Dégrèvement total pour 2023
Par sa réponse, le ministre chargé des comptes publics introduit un revirement dans la doctrine de l'administration fiscale qui conduit cette dernière à exiger que les établissements privés d'enseignement s'acquittent désormais de cette taxe. Il rappelle que la taxe d'habitation est due par les organismes privés, ce qui implique les établissements d'enseignement privés sous contrat d'association avec l'État ou non, au titre des locaux meublés occupés à titre privatif. Autrement dit, si les locaux meublés accessibles au public, et notamment ceux visés par l'article 1407 du Code général des impôts et par l'instruction de 2012, sont bien exonérés, cette exonération ne concerne pas les salles des professeurs et autres locaux affectés à l'administration des établissements.
Le ministère estime que "ces règles n'ont pas été modifiées par la réforme de la taxe d'habitation", mais reconnaît toutefois qu'"à la suite de la mise en œuvre du nouveau processus de taxation des locaux imposables à la taxe d'habitation, les déclarations d'occupation des établissements scolaires n'ont pas toujours permis de distinguer correctement les surfaces imposables", ce qui a pu conduire à surévaluer la surface des locaux déclarée au titre de l'année 2023 "en ne se limitant pas à celle de leurs seuls locaux imposables". La direction générale des finances publiques (DGFiP) devrait par conséquent procéder prochainement au dégrèvement de taxe d'habitation de l'ensemble des locaux occupés par des établissements d'enseignement au titre de l'année 2023.
Demande de compensation
Si la règle est désormais claire – et alors qu'un amendement sénatorial au projet de loi de finances pour 2024 qui entendait conforter l'exonération totale a été écarté de la version finale du texte –, des difficultés demeurent, que François Bonhomme soulève dans sa question. D'une part, les avis d'imposition sont "actuellement motivés par l'administration fiscale de façon trop disparate sur l'ensemble du territoire". Dans un courrier du 10 janvier, le secrétariat général de l'Enseignement catholique, qui regroupe 95% des établissements privés, évoquait certains établissements "toujours exonérés intégralement de taxe d'habitation", "d'autres [qui] ont reçu un avis de taxation portant sur tout ou partie de leurs surfaces qu'ils ont contesté avec succès et sont dégrevés" et "d'autres encore [qui], malgré leur contestation, ne sont pas exonérés". Sur ce point, le ministère chargé des comptes précise que "des travaux pour clarifier le droit applicable sur ce sujet seront menés dans les prochains mois".
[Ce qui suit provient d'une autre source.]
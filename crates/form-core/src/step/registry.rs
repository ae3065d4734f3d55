//! Registro de variantes: cada `StepType` apunta a su definición inmutable y
//! a su form. El primer paso registrado es el punto de entrada del wizard.

use std::collections::HashMap;

use super::{StepDefinition, StepForm, StepType};
use crate::errors::ConfigurationError;

struct RegistryEntry<K: StepType> {
    definition: StepDefinition<K>,
    form: Box<dyn StepForm>,
}

pub struct StepRegistry<K: StepType> {
    entries: Vec<RegistryEntry<K>>,
    index: HashMap<K, usize>,
}

impl<K: StepType> Default for StepRegistry<K> {
    fn default() -> Self {
        Self::new()
    }
}

impl<K: StepType> StepRegistry<K> {
    pub fn new() -> Self {
        Self { entries: Vec::new(),
               index: HashMap::new() }
    }

    /// Registra una variante. Registrar dos veces la misma variante
    /// reemplaza la entrada previa conservando su posición.
    pub fn with(mut self, definition: StepDefinition<K>, form: impl StepForm + 'static) -> Self {
        self.register(definition, Box::new(form));
        self
    }

    pub fn register(&mut self, definition: StepDefinition<K>, form: Box<dyn StepForm>) {
        let key = definition.step_type;
        let entry = RegistryEntry { definition, form };
        match self.index.get(&key) {
            Some(&pos) => self.entries[pos] = entry,
            None => {
                self.index.insert(key, self.entries.len());
                self.entries.push(entry);
            }
        }
    }

    pub fn len(&self) -> usize {
        self.entries.len()
    }

    pub fn is_empty(&self) -> bool {
        self.entries.is_empty()
    }

    pub fn contains(&self, step: K) -> bool {
        self.index.contains_key(&step)
    }

    fn entry(&self, step: K) -> Result<&RegistryEntry<K>, ConfigurationError> {
        self.index
            .get(&step)
            .map(|&pos| &self.entries[pos])
            .ok_or_else(|| ConfigurationError::UnregisteredStep { step: step.as_str().to_string() })
    }

    pub fn definition(&self, step: K) -> Result<&StepDefinition<K>, ConfigurationError> {
        self.entry(step).map(|e| &e.definition)
    }

    pub fn form(&self, step: K) -> Result<&dyn StepForm, ConfigurationError> {
        self.entry(step).map(|e| e.form.as_ref())
    }

    /// Primer paso registrado.
    pub fn first_step(&self) -> Result<K, ConfigurationError> {
        self.entries
            .first()
            .map(|e| e.definition.step_type)
            .ok_or(ConfigurationError::EmptyRegistry)
    }

    pub fn definitions(&self) -> impl Iterator<Item = &StepDefinition<K>> {
        self.entries.iter().map(|e| &e.definition)
    }

    /// Reporta, sin fallar, los problemas que la resolución encontraría:
    /// variantes sin registrar, pasos no finales sin siguientes y destinos no
    /// registrados.
    pub fn check(&self) -> Vec<ConfigurationError> {
        let mut problems = Vec::new();
        if self.entries.is_empty() {
            problems.push(ConfigurationError::EmptyRegistry);
        }
        for k in K::ALL {
            if !self.contains(*k) {
                problems.push(ConfigurationError::UnregisteredStep { step: k.as_str().to_string() });
            }
        }
        for def in self.definitions() {
            let targets = def.declared_targets();
            if !def.is_final && targets.is_empty() {
                problems.push(ConfigurationError::MissingNextSteps { step: def.step_type.as_str().to_string() });
            }
            for target in targets {
                if !self.contains(target) {
                    problems.push(ConfigurationError::UnregisteredTarget { step: def.step_type.as_str().to_string(),
                                                                           target: target.as_str().to_string() });
                }
            }
        }
        problems
    }
}

#[cfg(test)]
mod tests {
    use super::*;

    crate::step_types! {
        enum Wiz {
            Start => "start",
            Middle => "middle",
            End => "end",
        }
    }

    struct Bare;
    impl StepForm for Bare {}

    #[test]
    fn first_registered_step_is_entry_point() {
        let registry = StepRegistry::new().with(StepDefinition::new(Wiz::Middle, "Middle").then(Wiz::End), Bare)
                                          .with(StepDefinition::new(Wiz::Start, "Start").then(Wiz::Middle), Bare);
        assert_eq!(registry.first_step(), Ok(Wiz::Middle));
        assert_eq!(registry.len(), 2);
    }

    #[test]
    fn re_registering_replaces_in_place() {
        let registry = StepRegistry::new().with(StepDefinition::new(Wiz::Start, "Old").then(Wiz::End), Bare)
                                          .with(StepDefinition::new(Wiz::End, "End").final_step(), Bare)
                                          .with(StepDefinition::new(Wiz::Start, "New").then(Wiz::End), Bare);
        assert_eq!(registry.len(), 2);
        assert_eq!(registry.definition(Wiz::Start).map(|d| d.title.as_str()), Ok("New"));
        assert_eq!(registry.first_step(), Ok(Wiz::Start));
    }

    #[test]
    fn check_reports_configuration_gaps() {
        let registry = StepRegistry::new().with(StepDefinition::new(Wiz::Start, "Start"), Bare)
                                          .with(StepDefinition::new(Wiz::Middle, "Middle").then(Wiz::End), Bare);
        let problems = registry.check();
        assert!(problems.contains(&ConfigurationError::UnregisteredStep { step: "end".into() }));
        assert!(problems.contains(&ConfigurationError::MissingNextSteps { step: "start".into() }));
        assert!(problems.contains(&ConfigurationError::UnregisteredTarget { step: "middle".into(),
                                                                            target: "end".into() }));
        assert!(StepRegistry::<Wiz>::new().first_step().is_err());
    }
}
use std::fs;
use std::path::{Path, PathBuf};

use anyhow::{Context, Result};
use form_adapters::SignupStep;
use form_core::{InMemoryStepStore, StoreSnapshot};
use tracing::debug;

/// Archivo JSON con el snapshot del store en memoria.
#[derive(Debug, Clone)]
pub struct StateFile {
    path: PathBuf,
}

impl StateFile {
    pub fn new(path: impl Into<PathBuf>) -> Self {
        Self { path: path.into() }
    }

    pub fn path(&self) -> &Path {
        &self.path
    }

    /// Store vacío si el archivo todavía no existe.
    pub fn load(&self) -> Result<InMemoryStepStore<SignupStep>> {
        if !self.path.exists() {
            debug!("state file {} not found, starting empty", self.path.display());
            return Ok(InMemoryStepStore::new());
        }
        let raw = fs::read_to_string(&self.path).with_context(|| format!("reading {}", self.path.display()))?;
        let snapshot: StoreSnapshot =
            serde_json::from_str(&raw).with_context(|| format!("parsing {}", self.path.display()))?;
        let store = InMemoryStepStore::restore(snapshot)?;
        Ok(store)
    }

    pub fn save(&self, store: &InMemoryStepStore<SignupStep>) -> Result<()> {
        let json = serde_json::to_string_pretty(&store.snapshot())?;
        fs::write(&self.path, json).with_context(|| format!("writing {}", self.path.display()))?;
        debug!("state saved to {}", self.path.display());
        Ok(())
    }
}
D'autre part, le sénateur s'inquiète des conséquences d'une imposition partielle des locaux des établissements privés, lesquels "seraient en droit de s'adresser aux collectivités territoriales pour obtenir une compensation". Cette situation avait déjà été dénoncée par Sylvie Valente Le Hir. Dans une question écrite du 4 janvier 2024 restée sans réponse, la sénatrice de l'Oise estimait que "les collectivités qui refuseraient d'exonérer les établissements privés de la taxe d'habitation [au titre de l'article 146 de la loi de finances pour 2024, ndlr] seraient de toute façon forcées de leur en restituer le produit à travers les subventions qu'elles leur doivent légalement". Elle dénonçait ainsi une "logique d'inutiles flux croisés" qui, finalement, pourrait bien s'instaurer.